At some point I shall have more to say about the ‘New Criticism’ of the 1940s and its successors since then – the various ill-starred attempts to remove the subjective from literary criticism and thereby gank some of the prestige (read: grant money) hitherto reserved for the hard sciences. This program, as I have mentioned before, led to the ludicrous practice of analysing literature without any reference either to the intentions of the writer or the reactions of the reader; as if the mere text were an eternal and uncreated thing, existing solely to be studied in the abstract, and not a dirty, low-down, wilful attempt at communication.

Linguistics, which (almost alone among the social sciences) ought to be a science, and can at least be approached as one, is in a worse state than all the others. So I found out a decade ago, when I made the mistake of paying tuition to study it. The ‘Quantitative Methods’ in that field, as in most of the social sciences, consist chiefly of misapplied statistics and a smattering of logic. But if language is anything, it is an attempt to transmit a signal successfully; and you cannot really understand how signals work without studying information theory. Naturally, there was no mention of information theory in the linguistics syllabus; probably because the linguists don’t know any information theory themselves, and don’t even know that it’s there not to know. (These are the same people, in some cases, who laughed at Donald Rumsfeld’s ‘unknown unknowns’; more fools they.) You see, information theory is taught by the Maths Department, and requires other mathematics courses as prerequisites; at the university I attended, it was a third-year course, and by that time a linguist is supposed to have completed all his Quantitative Methods courses and relapsed into comfortable innumeracy.

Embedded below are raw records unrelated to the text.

use serde::{Deserialize, Serialize};
use std::collections::HashMap;

#[derive(Debug, Clone, Serialize, Deserialize)]
pub struct Config {
    pub version: String,
    /// SQLite file holding jobs, stage logs, quality issues and records.
    /// Falls back to `~/.contractflow/data/contractflow.db`.
    #[serde(default)]
    pub database_path: Option<String>,
    #[serde(default = "default_worker_count")]
    pub worker_count: usize,
    #[serde(default)]
    pub client: ClientSettings,
    pub router: RouterSettings,
    pub backends: Vec<BackendConfig>,
    #[serde(default)]
    pub pipeline: PipelineSettings,
}

fn default_worker_count() -> usize {
    num_cpus::get()
}

#[derive(Debug, Clone, Serialize, Deserialize)]
pub struct ClientSettings {
    #[serde(default = "default_timeout_secs")]
    pub timeout_secs: u64,
    #[serde(default = "default_max_connections")]
    pub max_connections: usize,
    #[serde(default = "default_max_retries")]
    pub max_retries: u32,
    #[serde(default = "default_initial_retry_delay_ms")]
    pub initial_retry_delay_ms: u64,
    #[serde(default)]
    pub rate_limit: Option<RateLimitSettings>,
    #[serde(default)]
    pub cache: Option<CacheSettings>,
}

fn default_timeout_secs() -> u64 {
    120
}

fn default_max_connections() -> usize {
    100
}

fn default_max_retries() -> u32 {
    3
}

fn default_initial_retry_delay_ms() -> u64 {
    1000
}

impl Default for ClientSettings {
    fn default() -> Self {
        Self {
            timeout_secs: default_timeout_secs(),
            max_connections: default_max_connections(),
            max_retries: default_max_retries(),
            initial_retry_delay_ms: default_initial_retry_delay_ms(),
            rate_limit: None,
            cache: None,
        }
    }
}

/// Token bucket of `requests` tokens refilled every `period_secs`.
#[derive(Debug, Clone, Serialize, Deserialize)]
pub struct RateLimitSettings {
    pub requests: u32,
    pub period_secs: f64,
}

#[derive(Debug, Clone, Serialize, Deserialize)]
pub struct CacheSettings {
    #[serde(default = "default_cache_ttl_secs")]
    pub ttl_secs: u64,
    #[serde(default = "default_cache_max_entries")]
    pub max_entries: u64,
}

fn default_cache_ttl_secs() -> u64 {
    3600
}

fn default_cache_max_entries() -> u64 {
    1000
}

#[derive(Debug, Clone, Serialize, Deserialize)]
pub struct RouterSettings {
    #[serde(default = "default_complexity_threshold")]
    pub complexity_threshold: f64,
    #[serde(default = "default_true")]
    pub fallback_enabled: bool,
    #[serde(default)]
    pub rag_enabled: bool,
    #[serde(default = "default_rag_sample_size")]
    pub rag_sample_size: usize,
    /// Routes every unforced document to the testing model.
    #[serde(default)]
    pub testing_mode: bool,
    pub models: ModelRoles,
    /// Extra alias → model id mappings, merged over the built-in aliases.
    #[serde(default)]
    pub aliases: HashMap<String, String>,
}

fn default_complexity_threshold() -> f64 {
    0.7
}

fn default_true() -> bool {
    true
}

fn default_rag_sample_size() -> usize {
    10
}

#[derive(Debug, Clone, Serialize, Deserialize)]
pub struct ModelRoles {
    pub default_worker: String,
    pub expert_fallback: String,
    pub reserve_channel: String,
    pub testing: String,
}

#[derive(Debug, Clone, Copy, PartialEq, Eq, Serialize, Deserialize)]
#[serde(rename_all = "lowercase")]
pub enum ApiFormat {
    /// `POST /v1/chat/completions` style (OpenAI, DeepSeek, vLLM, ...).
    Openai,
    /// `POST /v1/messages` style.
    Anthropic,
}

#[derive(Debug, Clone, Serialize, Deserialize)]
pub struct BackendConfig {
    pub model: String,
    pub api_format: ApiFormat,
    pub endpoint: String,
    #[serde(default)]
    pub api_key: Option<String>,
    #[serde(default)]
    pub api_key_file: Option<String>,
    #[serde(default)]
    pub api_key_env_var: Option<String>,
    /// USD per one million input tokens.
    #[serde(default)]
    pub input_price_per_million: f64,
    /// USD per one million output tokens.
    #[serde(default)]
    pub output_price_per_million: f64,
    #[serde(default = "default_max_output_tokens")]
    pub max_output_tokens: u32,
}

fn default_max_output_tokens() -> u32 {
    4096
}

#[derive(Debug, Clone, Serialize, Deserialize)]
pub struct PipelineSettings {
    #[serde(default = "default_page_concurrency")]
    pub page_concurrency: usize,
    #[serde(default)]
    pub ocr: OcrSettings,
    #[serde(default = "default_max_blocks_per_request")]
    pub max_blocks_per_request: usize,
}

fn default_page_concurrency() -> usize {
    5
}

fn default_max_blocks_per_request() -> usize {
    400
}

impl Default for PipelineSettings {
    fn default() -> Self {
        Self {
            page_concurrency: default_page_concurrency(),
            ocr: OcrSettings::default(),
            max_blocks_per_request: default_max_blocks_per_request(),
        }
    }
}

#[derive(Debug, Clone, Copy, PartialEq, Eq, Serialize, Deserialize)]
#[serde(rename_all = "snake_case")]
pub enum OcrEngineKind {
    TesseractCli,
    Leptess,
}

#[derive(Debug, Clone, Serialize, Deserialize)]
pub struct OcrSettings {
    #[serde(default = "default_ocr_engine")]
    pub engine: OcrEngineKind,
    #[serde(default = "default_languages")]
    pub languages: Vec<String>,
    #[serde(default = "default_dpi")]
    pub dpi: u32,
}

fn default_ocr_engine() -> OcrEngineKind {
    OcrEngineKind::TesseractCli
}

fn default_languages() -> Vec<String> {
    vec!["eng".to_string()]
}

fn default_dpi() -> u32 {
    300
}

impl Default for OcrSettings {
    fn default() -> Self {
        Self {
            engine: default_ocr_engine(),
            languages: default_languages(),
            dpi: default_dpi(),
        }
    }
}

#[cfg(test)]
mod tests {
    use super::*;

    #[test]
    fn test_client_settings_defaults() {
        let settings: ClientSettings = serde_json::from_str("{}").unwrap();
        assert_eq!(settings.timeout_secs, 120);
        assert_eq!(settings.max_connections, 100);
        assert_eq!(settings.max_retries, 3);
        assert_eq!(settings.initial_retry_delay_ms, 1000);
        assert!(settings.rate_limit.is_none());
        assert!(settings.cache.is_none());
    }

    #[test]
    fn test_router_settings_defaults() {
        let json = r#"{
            "models": {
                "default_worker": "deepseek-chat",
                "expert_fallback": "claude-sonnet-4",
                "reserve_channel": "gpt-4o",
                "testing": "deepseek-lite"
            }
        }"#;
        let settings: RouterSettings = serde_json::from_str(json).unwrap();
        assert_eq!(settings.complexity_threshold, 0.7);
        assert!(settings.fallback_enabled);
        assert!(!settings.rag_enabled);
        assert!(!settings.testing_mode);
        assert_eq!(settings.rag_sample_size, 10);
        assert!(settings.aliases.is_empty());
    }

    #[test]
    fn test_api_format_lowercase() {
        let format: ApiFormat = serde_json::from_str("\"anthropic\"").unwrap();
        assert_eq!(format, ApiFormat::Anthropic);
        let format: ApiFormat = serde_json::from_str("\"openai\"").unwrap();
        assert_eq!(format, ApiFormat::Openai);
    }

    #[test]
    fn test_ocr_engine_snake_case() {
        let engine: OcrEngineKind = serde_json::from_str("\"tesseract_cli\"").unwrap();
        assert_eq!(engine, OcrEngineKind::TesseractCli);
    }
}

The inimitable Tom Lehrer, in one of his lesser known songs, took a shot at the same tendency in the social sciences. In his younger days, the social sciences were (as he puts it) desperately trying to justify the word ‘science’ in their title. Social scientists, whose ostensible subject was the study of the nature and interactions of human beings, were instead abandoning that subject to go in for the aforementioned Quantitative Methods. It was this absurdity that spilled over into literature; and pretty nearly everything that needs to be said about it was said briefly and pithily by Mr. Lehrer in the song that follows.


Lyrics by Tom Lehrer
Music from ‘Choreography’, by Irving Berlin

Is the change
They’re trying to arrange
Today in sociology.

In their attics
Are learning mathematics
Just for sociology.

By equation:
They all feel it’s much more satisfactory.
They, in an ivory steeple,
Far away from all people,
They do research in sociology.

Who wrote lies
Now present them in disguise—
A cinch in sociology.

A tract,
Quite abstract,
Without one single fact
Is splendid sociology.

Who used words
Now all talk in terms of X and Y and Z.
They can take one small matrix
And really do great tricks
All in the name of sociology.

Who wrote prose
Now write algebra, who knows?
It may be sociology.

Full of sigma and chi-square
And full of s—ociology.

They consult,
Sounding occult,
Talking like a Mathematics Ph.D.
They can snow all their clients
By calling it science,
Although it’s only sociology!


  1. How else can people who can’t stand math going to get degrees?

  2. antares says

    I almost made the mistake of seeking an advanced degree in Linguistics. Then I found out that the field’s great light was Noam Chomsky. That put an end to that nonsense.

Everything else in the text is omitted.